* _What you need to do_
The result should be every line in the data below that carries the string "engine".

Saved entries:
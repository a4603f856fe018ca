//! GPU backend on top of `wgpu`.
//!
//! One backend covers Vulkan, Direct3D 12, OpenGL/GLES and Metal; the API is
//! picked through [`WgpuSettings::api`]. The surface is created from an
//! `Arc<Window>` so it borrows nothing and can live inside the renderer.

mod pipeline;
mod resources;
mod surface;

use std::sync::atomic::{AtomicBool, Ordering};
use std::sync::Arc;

use winit::window::Window;

use crate::coords::{ColorRgba, Extent};
use crate::error::{RendererError, RendererResult};
use crate::math::UniformBlock;
use crate::scene::{validate_wgsl, SceneDescriptor};

use super::{BackendKind, FrameOutcome, GraphicsBackend, ResourceCounts, SwapchainInfo};
use pipeline::TrianglePipeline;
use resources::{create_uniform_buffer, DepthTarget, MeshBuffers};
use surface::{
    choose_alpha_mode, choose_present_mode, choose_surface_format, fit_to_device,
    map_surface_error, AcquireFailure,
};

/// How the wgpu backend picks its adapter and configures the surface.
#[derive(Debug, Clone)]
pub struct WgpuSettings {
    /// Native API to drive. `Auto` lets wgpu choose among the primary APIs.
    pub api: BackendKind,

    /// Pick `Bgra8UnormSrgb` or `Rgba8UnormSrgb` when the surface lists one.
    pub prefer_srgb: bool,

    /// Requested swap behavior. Unsupported modes become FIFO.
    pub present_mode: wgpu::PresentMode,

    /// Compositor alpha. `None` or an unsupported mode takes the surface's first.
    pub alpha_mode: Option<wgpu::CompositeAlphaMode>,

    pub power_preference: wgpu::PowerPreference,
    pub required_features: wgpu::Features,
    pub required_limits: wgpu::Limits,

    /// Frames the presentation engine may queue ahead. The swapchain is sized
    /// one image above this.
    pub desired_maximum_frame_latency: u32,
}

impl Default for WgpuSettings {
    fn default() -> Self {
        Self {
            api: BackendKind::Auto,
            prefer_srgb: true,
            present_mode: wgpu::PresentMode::Fifo,
            alpha_mode: None,
            power_preference: wgpu::PowerPreference::default(),
            required_features: wgpu::Features::empty(),
            required_limits: wgpu::Limits::default(),
            desired_maximum_frame_latency: 1,
        }
    }
}

/// Core objects, declared in reverse creation order.
struct GpuContext {
    queue: wgpu::Queue,
    device: wgpu::Device,
    surface: wgpu::Surface<'static>,
    _adapter: wgpu::Adapter,
    _instance: wgpu::Instance,
}

pub struct WgpuBackend {
    window: Arc<Window>,
    kind: BackendKind,
    clear_color: ColorRgba,

    config: wgpu::SurfaceConfiguration,
    image_count: u32,
    configured: bool,
    suboptimal: bool,
    next_image: u32,
    device_lost: Arc<AtomicBool>,

    depth: Option<DepthTarget>,
    mesh: Option<MeshBuffers>,
    uniforms: Option<wgpu::Buffer>,
    pipeline: Option<TrianglePipeline>,
    bind_group: Option<wgpu::BindGroup>,
    gpu: Option<GpuContext>,
}

impl WgpuBackend {
    fn gpu(&self) -> RendererResult<&GpuContext> {
        self.gpu
            .as_ref()
            .ok_or_else(|| RendererError::device_lost("wgpu backend already released"))
    }

    fn check_device(&self) -> RendererResult<()> {
        if self.device_lost.load(Ordering::Acquire) {
            return Err(RendererError::device_lost("device reported lost"));
        }
        Ok(())
    }

    fn wait_for(&self, submission: Option<wgpu::SubmissionIndex>) -> RendererResult<()> {
        let gpu = self.gpu()?;
        gpu.device
            .poll(wgpu::PollType::Wait {
                submission_index: submission,
                timeout: None,
            })
            .map_err(|e| RendererError::device_lost(format!("device poll failed: {e}")))?;
        self.check_device()
    }
}

impl GraphicsBackend for WgpuBackend {
    type Target = Arc<Window>;
    type Settings = WgpuSettings;

    fn create(
        window: Arc<Window>,
        settings: &WgpuSettings,
        scene: &SceneDescriptor,
    ) -> RendererResult<Self> {
        if !settings.api.is_gpu() {
            return Err(RendererError::initialization(
                "the wgpu backend needs a GPU API, not `headless`",
            ));
        }

        let instance = wgpu::Instance::new(&wgpu::InstanceDescriptor {
            backends: settings.api.wgpu_backends(),
            ..Default::default()
        });

        let surface = instance
            .create_surface(window.clone())
            .map_err(|e| RendererError::initialization(format!("failed to create surface: {e}")))?;

        let adapter = pollster::block_on(instance.request_adapter(&wgpu::RequestAdapterOptions {
            power_preference: settings.power_preference,
            compatible_surface: Some(&surface),
            force_fallback_adapter: false,
        }))
        .map_err(|e| {
            RendererError::initialization(format!(
                "no {} adapter compatible with the window: {e}",
                settings.api
            ))
        })?;

        let info = adapter.get_info();
        let kind = BackendKind::from_wgpu(info.backend);
        log::info!("adapter: {} ({}, {:?})", info.name, kind, info.device_type);

        let (device, queue) = pollster::block_on(adapter.request_device(&wgpu::DeviceDescriptor {
            label: Some("triangle device"),
            required_features: settings.required_features,
            required_limits: settings.required_limits.clone(),
            experimental_features: wgpu::ExperimentalFeatures::disabled(),
            memory_hints: wgpu::MemoryHints::Performance,
            trace: wgpu::Trace::Off,
        }))
        .map_err(|e| RendererError::initialization(format!("failed to create device: {e}")))?;

        let device_lost = Arc::new(AtomicBool::new(false));
        {
            let flag = device_lost.clone();
            device.set_device_lost_callback(move |reason, message| {
                if matches!(reason, wgpu::DeviceLostReason::Destroyed) {
                    log::debug!("device destroyed: {message}");
                } else {
                    log::error!("device lost ({reason:?}): {message}");
                }
                flag.store(true, Ordering::Release);
            });
        }

        let caps = surface.get_capabilities(&adapter);
        let format = choose_surface_format(&caps, settings.prefer_srgb)
            .ok_or_else(|| RendererError::initialization("surface reports no supported formats"))?;

        let latency = settings.desired_maximum_frame_latency.max(1);
        let config = wgpu::SurfaceConfiguration {
            usage: wgpu::TextureUsages::RENDER_ATTACHMENT,
            format,
            width: 1,
            height: 1,
            present_mode: choose_present_mode(&caps, settings.present_mode),
            alpha_mode: choose_alpha_mode(&caps, settings.alpha_mode),
            view_formats: vec![],
            desired_maximum_frame_latency: latency,
        };
        log::debug!(
            "surface format {:?}, present mode {:?}, alpha {:?}",
            config.format,
            config.present_mode,
            config.alpha_mode
        );

        let mesh = MeshBuffers::upload(&device, &scene.mesh);
        let uniforms = create_uniform_buffer(&device);

        let label = scene.shader.label();
        let source = scene.shader.load()?;
        validate_wgsl(&label, &source)?;
        let pipeline = TrianglePipeline::new(&device, &label, &source, config.format);
        let bind_group = pipeline.bind_group(&device, &uniforms);

        Ok(Self {
            window,
            kind,
            clear_color: scene.clear_color,
            config,
            // The presentation engine holds one image per frame of latency
            // plus the one being drawn.
            image_count: latency + 1,
            configured: false,
            suboptimal: false,
            next_image: 0,
            device_lost,
            depth: None,
            mesh: Some(mesh),
            uniforms: Some(uniforms),
            pipeline: Some(pipeline),
            bind_group: Some(bind_group),
            gpu: Some(GpuContext {
                queue,
                device,
                surface,
                _adapter: adapter,
                _instance: instance,
            }),
        })
    }

    fn kind(&self) -> BackendKind {
        self.kind
    }

    fn configure_swapchain(&mut self, extent: Extent) -> RendererResult<SwapchainInfo> {
        self.check_device()?;
        self.wait_for(None)?;

        // Old targets go before new ones are built.
        self.depth = None;
        self.configured = false;

        let Some(gpu) = self.gpu.as_ref() else {
            return Err(RendererError::device_lost("wgpu backend already released"));
        };
        let max_dim = gpu.device.limits().max_texture_dimension_2d;
        let (extent, cut) = fit_to_device(extent, max_dim);
        if cut {
            log::warn!(
                "requested swapchain exceeds device limit {max_dim}; using {}x{}",
                extent.width(),
                extent.height()
            );
        }

        self.config.width = extent.width();
        self.config.height = extent.height();
        gpu.surface.configure(&gpu.device, &self.config);
        let depth = DepthTarget::new(&gpu.device, extent);

        log::debug!(
            "swapchain configured at {}x{} ({} images)",
            extent.width(),
            extent.height(),
            self.image_count
        );

        self.depth = Some(depth);
        self.configured = true;
        self.suboptimal = false;
        self.next_image = 0;

        Ok(SwapchainInfo {
            extent,
            image_count: self.image_count,
        })
    }

    fn write_uniforms(&mut self, block: &UniformBlock) -> RendererResult<()> {
        let gpu = self.gpu()?;
        let Some(buffer) = self.uniforms.as_ref() else {
            return Err(RendererError::initialization("uniform buffer missing"));
        };
        gpu.queue.write_buffer(buffer, 0, block.as_bytes());
        Ok(())
    }

    fn draw_frame(&mut self) -> RendererResult<FrameOutcome> {
        self.check_device()?;
        if !self.configured || self.suboptimal {
            return Err(RendererError::SwapchainStale);
        }

        let Some(gpu) = self.gpu.as_ref() else {
            return Err(RendererError::device_lost("wgpu backend already released"));
        };
        let (Some(pipeline), Some(bind_group), Some(mesh), Some(depth)) = (
            self.pipeline.as_ref(),
            self.bind_group.as_ref(),
            self.mesh.as_ref(),
            self.depth.as_ref(),
        ) else {
            return Err(RendererError::initialization("pipeline resources missing"));
        };

        let surface_texture = match gpu.surface.get_current_texture() {
            Ok(t) => t,
            Err(err) => {
                log::debug!("surface acquire failed: {err}");
                return match map_surface_error(err) {
                    AcquireFailure::Skip => Ok(FrameOutcome::Skipped),
                    AcquireFailure::Fail(e) => Err(e),
                };
            }
        };

        let view = surface_texture
            .texture
            .create_view(&wgpu::TextureViewDescriptor::default());

        let mut encoder = gpu
            .device
            .create_command_encoder(&wgpu::CommandEncoderDescriptor {
                label: Some("triangle frame encoder"),
            });

        {
            let mut rpass = encoder.begin_render_pass(&wgpu::RenderPassDescriptor {
                label: Some("triangle pass"),
                color_attachments: &[Some(wgpu::RenderPassColorAttachment {
                    view: &view,
                    resolve_target: None,
                    ops: wgpu::Operations {
                        load: wgpu::LoadOp::Clear(self.clear_color.to_wgpu()),
                        store: wgpu::StoreOp::Store,
                    },
                    depth_slice: None,
                })],
                depth_stencil_attachment: Some(wgpu::RenderPassDepthStencilAttachment {
                    view: &depth.view,
                    depth_ops: Some(wgpu::Operations {
                        load: wgpu::LoadOp::Clear(1.0),
                        store: wgpu::StoreOp::Store,
                    }),
                    stencil_ops: None,
                }),
                timestamp_writes: None,
                occlusion_query_set: None,
                multiview_mask: None,
            });

            rpass.set_pipeline(&pipeline.pipeline);
            rpass.set_bind_group(0, bind_group, &[]);
            rpass.set_vertex_buffer(0, mesh.vertex.slice(..));
            rpass.set_index_buffer(mesh.index.slice(..), wgpu::IndexFormat::Uint32);
            rpass.draw_indexed(0..mesh.index_count, 0, 0..1);
        }

        let submission = gpu.queue.submit(std::iter::once(encoder.finish()));

        let suboptimal = surface_texture.suboptimal;
        self.window.pre_present_notify();
        drop(view);
        surface_texture.present();

        let image_index = self.next_image;
        self.next_image = (self.next_image + 1) % self.image_count;
        if suboptimal {
            log::debug!("surface reported suboptimal; rebuilding before next frame");
            self.suboptimal = true;
        }

        // One frame in flight: the next acquire happens after this work retires.
        self.wait_for(Some(submission))?;

        Ok(FrameOutcome::Presented { image_index })
    }

    fn wait_idle(&mut self) -> RendererResult<()> {
        if self.gpu.is_none() {
            return Ok(());
        }
        self.wait_for(None)
    }

    fn release(&mut self) {
        let Some(gpu) = self.gpu.as_ref() else {
            return;
        };
        if let Err(e) = gpu.device.poll(wgpu::PollType::wait_indefinitely()) {
            log::warn!("device did not go idle before release: {e}");
        }

        self.bind_group = None;
        self.pipeline = None;
        self.uniforms = None;
        self.mesh = None;
        self.depth = None;
        self.configured = false;
        self.gpu = None;

        log::debug!("wgpu backend released");
    }

    fn resource_counts(&self) -> ResourceCounts {
        let live = |present: bool| u32::from(present);
        let (vertices, indices) = self
            .mesh
            .as_ref()
            .map_or((0, 0), |m| (m.vertex_count, m.index_count));

        ResourceCounts {
            swapchains: live(self.configured),
            swapchain_images: if self.configured { self.image_count } else { 0 },
            depth_targets: live(self.depth.is_some()),
            pipelines: live(self.pipeline.is_some()),
            shader_modules: live(self.pipeline.is_some()),
            buffers: live(self.uniforms.is_some()) + 2 * live(self.mesh.is_some()),
            vertices,
            indices,
        }
    }
}

impl Drop for WgpuBackend {
    fn drop(&mut self) {
        self.release();
    }
}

* _Answer space_
    /// Frames the presentation engine may queue ahead. The swapchain is sized
            // The presentation engine holds one image per frame of latency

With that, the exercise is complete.